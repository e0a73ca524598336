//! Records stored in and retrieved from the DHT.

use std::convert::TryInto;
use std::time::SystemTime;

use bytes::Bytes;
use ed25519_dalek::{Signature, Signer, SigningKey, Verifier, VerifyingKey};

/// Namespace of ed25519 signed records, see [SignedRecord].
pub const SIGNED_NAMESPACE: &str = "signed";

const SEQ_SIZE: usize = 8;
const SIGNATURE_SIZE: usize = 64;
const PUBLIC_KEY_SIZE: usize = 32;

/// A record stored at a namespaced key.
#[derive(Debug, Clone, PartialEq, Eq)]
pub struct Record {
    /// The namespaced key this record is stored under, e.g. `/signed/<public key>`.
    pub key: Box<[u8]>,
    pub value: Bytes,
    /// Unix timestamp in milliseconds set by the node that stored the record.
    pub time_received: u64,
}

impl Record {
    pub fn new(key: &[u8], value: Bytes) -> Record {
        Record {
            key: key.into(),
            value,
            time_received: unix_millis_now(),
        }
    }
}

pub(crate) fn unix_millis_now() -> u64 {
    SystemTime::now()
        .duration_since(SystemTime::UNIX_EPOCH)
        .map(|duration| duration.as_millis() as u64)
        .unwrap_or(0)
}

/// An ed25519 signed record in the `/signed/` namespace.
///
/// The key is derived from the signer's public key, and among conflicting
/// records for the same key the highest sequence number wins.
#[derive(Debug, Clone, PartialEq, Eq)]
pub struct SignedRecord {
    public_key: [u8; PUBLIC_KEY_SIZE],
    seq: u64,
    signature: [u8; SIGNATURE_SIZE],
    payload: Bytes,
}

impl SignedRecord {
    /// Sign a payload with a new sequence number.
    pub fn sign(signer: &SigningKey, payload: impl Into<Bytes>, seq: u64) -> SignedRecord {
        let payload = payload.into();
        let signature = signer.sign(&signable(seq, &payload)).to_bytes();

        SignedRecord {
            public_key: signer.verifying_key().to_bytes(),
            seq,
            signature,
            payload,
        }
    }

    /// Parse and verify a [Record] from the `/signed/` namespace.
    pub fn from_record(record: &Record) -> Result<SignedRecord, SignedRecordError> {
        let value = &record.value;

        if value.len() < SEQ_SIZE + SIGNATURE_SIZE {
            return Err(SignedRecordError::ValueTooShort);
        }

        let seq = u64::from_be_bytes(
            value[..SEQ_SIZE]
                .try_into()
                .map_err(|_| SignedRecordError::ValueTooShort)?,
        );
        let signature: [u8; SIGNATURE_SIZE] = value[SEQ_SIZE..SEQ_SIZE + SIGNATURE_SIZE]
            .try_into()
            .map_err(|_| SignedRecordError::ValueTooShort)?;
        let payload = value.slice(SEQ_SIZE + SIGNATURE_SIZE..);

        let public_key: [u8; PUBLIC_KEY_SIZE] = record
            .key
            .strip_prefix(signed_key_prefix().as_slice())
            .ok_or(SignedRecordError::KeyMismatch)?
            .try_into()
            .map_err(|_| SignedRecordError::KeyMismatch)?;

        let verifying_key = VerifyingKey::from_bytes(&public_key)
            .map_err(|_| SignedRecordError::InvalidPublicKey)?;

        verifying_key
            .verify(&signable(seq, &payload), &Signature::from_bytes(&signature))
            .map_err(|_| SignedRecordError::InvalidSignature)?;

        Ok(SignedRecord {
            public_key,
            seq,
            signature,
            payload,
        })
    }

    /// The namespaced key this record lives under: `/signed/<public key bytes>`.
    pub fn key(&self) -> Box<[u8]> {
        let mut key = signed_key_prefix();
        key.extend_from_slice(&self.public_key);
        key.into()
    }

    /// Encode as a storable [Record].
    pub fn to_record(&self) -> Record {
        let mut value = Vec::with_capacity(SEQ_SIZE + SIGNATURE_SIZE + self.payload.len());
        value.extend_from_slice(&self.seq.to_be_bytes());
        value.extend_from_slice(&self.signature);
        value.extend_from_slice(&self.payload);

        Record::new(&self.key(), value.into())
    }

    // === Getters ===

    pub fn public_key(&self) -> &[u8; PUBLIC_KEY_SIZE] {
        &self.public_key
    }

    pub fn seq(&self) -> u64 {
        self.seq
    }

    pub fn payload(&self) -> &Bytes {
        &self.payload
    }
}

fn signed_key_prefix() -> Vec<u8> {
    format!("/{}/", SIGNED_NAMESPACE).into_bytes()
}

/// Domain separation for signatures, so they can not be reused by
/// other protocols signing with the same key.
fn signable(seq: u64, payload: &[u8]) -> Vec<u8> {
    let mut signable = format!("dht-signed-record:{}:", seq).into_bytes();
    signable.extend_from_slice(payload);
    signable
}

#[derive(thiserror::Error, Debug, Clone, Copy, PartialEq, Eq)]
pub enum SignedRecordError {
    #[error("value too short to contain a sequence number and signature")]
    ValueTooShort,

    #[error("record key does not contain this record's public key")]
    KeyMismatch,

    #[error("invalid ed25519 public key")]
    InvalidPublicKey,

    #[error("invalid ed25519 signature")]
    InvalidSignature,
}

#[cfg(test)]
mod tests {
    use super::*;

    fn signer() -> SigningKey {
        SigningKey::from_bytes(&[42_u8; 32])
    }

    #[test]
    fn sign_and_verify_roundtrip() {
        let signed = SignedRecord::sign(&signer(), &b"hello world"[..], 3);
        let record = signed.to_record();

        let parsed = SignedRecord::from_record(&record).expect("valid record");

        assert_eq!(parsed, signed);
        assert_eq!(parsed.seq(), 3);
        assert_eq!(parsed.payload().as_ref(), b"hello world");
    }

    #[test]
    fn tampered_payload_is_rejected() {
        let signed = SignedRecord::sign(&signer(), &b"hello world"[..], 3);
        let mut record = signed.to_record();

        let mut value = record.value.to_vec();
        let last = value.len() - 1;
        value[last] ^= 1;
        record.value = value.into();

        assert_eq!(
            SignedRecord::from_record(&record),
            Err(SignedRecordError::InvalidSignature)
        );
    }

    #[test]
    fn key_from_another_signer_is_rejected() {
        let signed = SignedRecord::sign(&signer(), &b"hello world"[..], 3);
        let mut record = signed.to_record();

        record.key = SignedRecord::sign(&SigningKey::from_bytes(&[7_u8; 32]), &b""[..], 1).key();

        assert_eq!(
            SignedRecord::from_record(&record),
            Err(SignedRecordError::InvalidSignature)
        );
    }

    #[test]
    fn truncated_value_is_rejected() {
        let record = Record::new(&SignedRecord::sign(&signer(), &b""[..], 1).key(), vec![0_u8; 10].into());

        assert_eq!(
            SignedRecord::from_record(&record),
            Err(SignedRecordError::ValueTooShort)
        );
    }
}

--

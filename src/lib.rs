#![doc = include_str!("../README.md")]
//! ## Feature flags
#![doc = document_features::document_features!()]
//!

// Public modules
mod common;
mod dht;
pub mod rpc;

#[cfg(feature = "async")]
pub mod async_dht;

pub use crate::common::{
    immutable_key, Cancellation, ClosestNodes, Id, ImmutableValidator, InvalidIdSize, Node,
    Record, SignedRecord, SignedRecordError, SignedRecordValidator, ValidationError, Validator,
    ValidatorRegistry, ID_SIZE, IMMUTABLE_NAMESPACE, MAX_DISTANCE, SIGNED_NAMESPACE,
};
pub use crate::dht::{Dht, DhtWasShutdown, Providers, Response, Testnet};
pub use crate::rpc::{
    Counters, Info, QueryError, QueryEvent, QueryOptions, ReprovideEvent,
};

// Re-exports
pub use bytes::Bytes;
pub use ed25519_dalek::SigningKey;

--

** Directions for this task **
Reproduce verbatim only the segment of the listing bounded by the line containing "record.value = value.into();" and the line containing "1).key(), vec![0_u8; 10].into());", with both boundary lines included.

** Response **
        record.value = value.into();

        assert_eq!(
            SignedRecord::from_record(&record),
            Err(SignedRecordError::InvalidSignature)
        );
    }

    #[test]
    fn key_from_another_signer_is_rejected() {
        let signed = SignedRecord::sign(&signer(), &b"hello world"[..], 3);
        let mut record = signed.to_record();

        record.key = SignedRecord::sign(&SigningKey::from_bytes(&[7_u8; 32]), &b""[..], 1).key();

        assert_eq!(
            SignedRecord::from_record(&record),
            Err(SignedRecordError::InvalidSignature)
        );
    }

    #[test]
    fn truncated_value_is_rejected() {
        let record = Record::new(&SignedRecord::sign(&signer(), &b""[..], 1).key(), vec![0_u8; 10].into());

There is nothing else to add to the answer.